Disordered eating (DE) includes preoccupying eating behaviours, such as a spectrum of problematic eating behaviours and distorted attitudes towards food, weight, shape, and appearance. DE includes dieting; skipping meals; fasting; restricting food intake; eliminating specific foods or food groups; binge eating; use of diuretics, laxatives, and weight loss medications; and use of compensatory behaviours (purging and excessive exercising) [10,11]. DE also includes clinically diagnosed eating disorders (EDs), which are complex disorders encompassing constant disturbances in eating behaviours and impairment in psychological issues, such as anorexia nervosa, bulimia nervosa, binge eating disorder, avoidant restrictive food intake disorder, and other specified feeding disorders [5,6]. Studies have shown that DE is common in people with gastrointestinal disorders. The prevalence is estimated to be 55% among individuals with this diagnosis [7,12]. In people with CD, for example, DE is significantly more common than in the healthy population. Other studies indicate a variable and high prevalence of maladaptive eating disorders in individuals with CD, ranging from 8.88% to 43.5% [8,9,12]. In this sense, evaluating eating attitudes and behaviours among people with CD appears crucial to reduce the risk of DE and improve their nutritional quality and quality of life, potentially guiding clinical strategies and public policies in this area.
Research on eating attitudes and behaviours in people with CD is recent and has focused on the use of instruments most designed for the general population. Among the main general instruments applied are the Binge Eating Staircases (BES) [13], the Eating Attitudes Test (EAT-26) [14], and the Eating Disorder Inventory (EDI-2) [11,15,16]. Excessive concerns about GFD or hypervigilance are warning signs of maladaptive eating habits for people with CD, leading to increased symptoms of depression and decreased QOL [11,17,18,19]. Furthermore, avoiding foods other than gluten can be a sign of inappropriate food behaviours, such as avoidant/restrictive food intake disorder (ARFID), among individuals with CD [17]. For this reason, the Coeliac Disease Food Attitudes and Behaviours (CD-FAB) was developed in the UK. The CD-FAB is a scale specifically designed to evaluate food attitudes and behaviours among people with CD [20]. In the study using CD-FAB applied in the US, with 50 CD patients, higher scores were associated with decreased QOL, especially in the first year after diagnosis, and greater psychological suffering, such as anxiety, depression, and stress [20,21]. The CD-FAB is the only instrument specifically designed for adults with CD, demonstrating reliable and valid measures of food attitudes and behaviours, as well as evaluating concerns about food in individuals with CD. Initially developed in English, CD-FAB was previously translated and validated into Turkish; however, no versions are available in other languages or used in countries beyond the UK, the USA, and Turkey [20,21,22,23,24].

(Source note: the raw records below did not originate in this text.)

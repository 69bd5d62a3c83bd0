use crate::bootstrap::{format_line, SourceSnapshot};
use crate::error::Error;
use crate::replication::BinlogPosition;
use std::collections::{HashMap, VecDeque};
use std::path::Path;
use std::sync::{Arc, Mutex};

type TableRows = (Vec<String>, Vec<Vec<Option<String>>>);

/// In-process source for the bulk path.
///
/// Positions are handed out in order, the last one repeats forever.
#[derive(Clone)]
pub struct SnapshotStub {
    positions: Arc<Mutex<VecDeque<BinlogPosition>>>,
    tables: HashMap<(String, String), TableRows>,
}

impl SnapshotStub {
    pub fn at(position: BinlogPosition) -> Self {
        Self::with_positions([position])
    }

    pub fn with_positions(positions: impl IntoIterator<Item = BinlogPosition>) -> Self {
        Self {
            positions: Arc::new(Mutex::new(positions.into_iter().collect())),
            tables: HashMap::new(),
        }
    }

    pub fn with_table(
        mut self,
        db: &str,
        table: &str,
        columns: &[&str],
        rows: Vec<Vec<Option<&str>>>,
    ) -> Self {
        self.tables.insert(
            (db.to_owned(), table.to_owned()),
            (
                columns.iter().map(|column| column.to_string()).collect(),
                rows.into_iter()
                    .map(|row| row.into_iter().map(|value| value.map(str::to_owned)).collect())
                    .collect(),
            ),
        );
        self
    }
}

impl SourceSnapshot for SnapshotStub {
    async fn current_position(&self) -> Result<BinlogPosition, Error> {
        let mut positions = self.positions.lock().unwrap();

        match positions.len() {
            0 => Err(Error::BinlogPositionMissing),
            1 => Ok(positions[0].clone()),
            _ => Ok(positions.pop_front().unwrap()),
        }
    }

    async fn export_table(&self, db: &str, table: &str, path: &Path) -> Result<u64, Error> {
        let (columns, rows) = self
            .tables
            .get(&(db.to_owned(), table.to_owned()))
            .ok_or_else(|| Error::SchemaNotFound(db.to_owned(), table.to_owned()))?;

        let mut content = format_line(columns.iter().map(|column| Some(column.as_str())));
        for row in rows {
            content.push_str(&format_line(row.iter().map(Option::as_deref)));
        }

        tokio::fs::write(path, content).await?;
        Ok(rows.len() as u64)
    }
}
mod value;

pub use value::FieldValue;

use crate::error::Error;
use serde::{Deserialize, Serialize};
use std::collections::btree_map::{BTreeMap, Iter};

/// Field name holding the identity of a document.
pub const ID_FIELD: &str = "_id";

#[macro_export]
macro_rules! document {
    () => {
        $crate::document::Document::new()
    };
    ($($key:expr => $value:expr),+ $(,)?) => {
        $crate::document::Document::from_iter([
            $(($key.to_string(), $crate::document::FieldValue::from($value))),+
        ])
    };
}

/// Flat mapping of field name to value, stored as a single sink record.
#[derive(Clone, Debug, Default, PartialEq, Serialize, Deserialize)]
#[serde(transparent)]
pub struct Document(BTreeMap<String, FieldValue>);

impl Document {
    pub fn new() -> Self {
        Self(BTreeMap::new())
    }

    pub fn with(mut self, field: impl Into<String>, value: impl Into<FieldValue>) -> Self {
        self.insert(field, value);
        self
    }

    pub fn insert(
        &mut self,
        field: impl Into<String>,
        value: impl Into<FieldValue>,
    ) -> Option<FieldValue> {
        self.0.insert(field.into(), value.into())
    }

    pub fn get(&self, field: impl AsRef<str>) -> Option<&FieldValue> {
        self.0.get(field.as_ref())
    }

    pub fn remove(&mut self, field: impl AsRef<str>) -> Option<FieldValue> {
        self.0.remove(field.as_ref())
    }

    pub fn contains_field(&self, field: impl AsRef<str>) -> bool {
        self.0.contains_key(field.as_ref())
    }

    pub fn get_str(&self, field: impl AsRef<str>) -> Option<&str> {
        self.get(field).and_then(FieldValue::as_str)
    }

    pub fn get_i64(&self, field: impl AsRef<str>) -> Option<i64> {
        self.get(field).and_then(FieldValue::as_i64)
    }

    pub fn get_document(&self, field: impl AsRef<str>) -> Option<&Document> {
        self.get(field).and_then(FieldValue::as_document)
    }

    pub fn len(&self) -> usize {
        self.0.len()
    }

    pub fn is_empty(&self) -> bool {
        self.0.is_empty()
    }

    pub fn iter(&self) -> Iter<'_, String, FieldValue> {
        self.0.iter()
    }

    /// Every field of `filter` is present in this document with an equal value.
    pub fn matches(&self, filter: &Document) -> bool {
        filter
            .iter()
            .all(|(field, value)| self.0.get(field).map_or(false, |own| own.eq(value)))
    }

    /// Builds a filter out of the listed fields, failing when one of them is absent.
    pub fn select<I, F>(&self, fields: I) -> Result<Document, Error>
    where
        I: IntoIterator<Item = F>,
        F: AsRef<str>,
    {
        let mut filter = Document::new();

        for field in fields {
            let field = field.as_ref();
            let value = self
                .get(field)
                .ok_or_else(|| Error::MalformedDocument(format!("missing {field} field")))?;
            filter.insert(field, value.clone());
        }

        Ok(filter)
    }
}

impl FromIterator<(String, FieldValue)> for Document {
    fn from_iter<T: IntoIterator<Item = (String, FieldValue)>>(iter: T) -> Self {
        Self(BTreeMap::from_iter(iter))
    }
}

impl IntoIterator for Document {
    type Item = (String, FieldValue);
    type IntoIter = std::collections::btree_map::IntoIter<String, FieldValue>;

    fn into_iter(self) -> Self::IntoIter {
        self.0.into_iter()
    }
}

impl<'a> IntoIterator for &'a Document {
    type Item = (&'a String, &'a FieldValue);
    type IntoIter = Iter<'a, String, FieldValue>;

    fn into_iter(self) -> Self::IntoIter {
        self.0.iter()
    }
}

#[cfg(test)]
mod tests {
    use super::*;

    #[test]
    fn matches_document_by_subset_of_fields() {
        let document = document! {"id" => 9, "msg" => "x", "_id" => 1};

        assert!(document.matches(&document! {"id" => 9, "msg" => "x"}));
        assert!(document.matches(&Document::new()));
        assert!(!document.matches(&document! {"id" => 9, "msg" => "y"}));
        assert!(!document.matches(&document! {"id" => 9, "other" => "x"}));
    }

    #[test]
    fn selects_listed_fields_into_filter() {
        let document = document! {"id" => 5, "total" => 20};

        assert_eq!(document.select(["id"]).unwrap(), document! {"id" => 5});
    }

    #[test]
    fn errors_when_selected_field_is_missing() {
        let document = document! {"total" => 20};

        assert_eq!(
            document.select(["id"]).unwrap_err().to_string(),
            "Malformed document: missing id field"
        );
    }

    #[test]
    fn converts_optional_values_into_null() {
        let document = document! {"name" => None::<String>, "sku" => Some("sku1")};

        assert_eq!(document.get("name"), Some(&FieldValue::Null));
        assert_eq!(document.get_str("sku"), Some("sku1"));
    }
}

Given the importance of applying the same instrument across populations for comparison and the limited studies on this topic in Latin America, including the Brazilian CD population, this study aimed to translate and test the reliability of the CD-FAB in the Brazilian population. In Brazil, the estimated prevalence is similar to the global average, affecting about 2 million Brazilians, although most remain underdiagnosed [25]. Therapeutic success is also intrinsically linked to GFD adherence, which, in the Brazilian context, is permeated by socioeconomic and cultural challenges, such as limited knowledge about GFD, restricted access to and high cost of products, labelling, and the risk of cross-contamination, frequently resulting in low GFD adherence [26,27,28]. Given this, the accurate assessment of food attitudes and behaviours is fundamental for monitoring and clinical intervention, but the absence of psychometrically validated and culturally adapted instruments for Brazilian Portuguese represents a methodological gap. Therefore, the translation and cross-cultural adaptation of a questionnaire on food attitudes and behaviours is imperative to ensure the validity and reliability of research and clinical interventions targeting the Brazilian celiac population. The use of a specific tool to assess attitudes and behaviours regarding food benefits for individuals with CD, and research in the area, may guide public policies for this population.
2. Materials and Methods
2.1. Study Design and Ethical Approval
This cross-sectional study was performed in accordance with the Declaration of Helsinki and approved by the Research Ethics Committees of the Faculty of Health Sciences of the University of Brasília, CEP/FS (no. 7.806.366—8 May 2025). Volunteers received a consent form and signed it before participation. To ensure the validity of the translation and cultural adaptation of the CD-FAB into Brazilian Portuguese, the methodological process consisted of three main stages: translation and cultural adaptation of the CD-FAB, pretest to assess item clarity and comprehension, and assessment of the psychometric properties of the Brazilian version of CD-FAB.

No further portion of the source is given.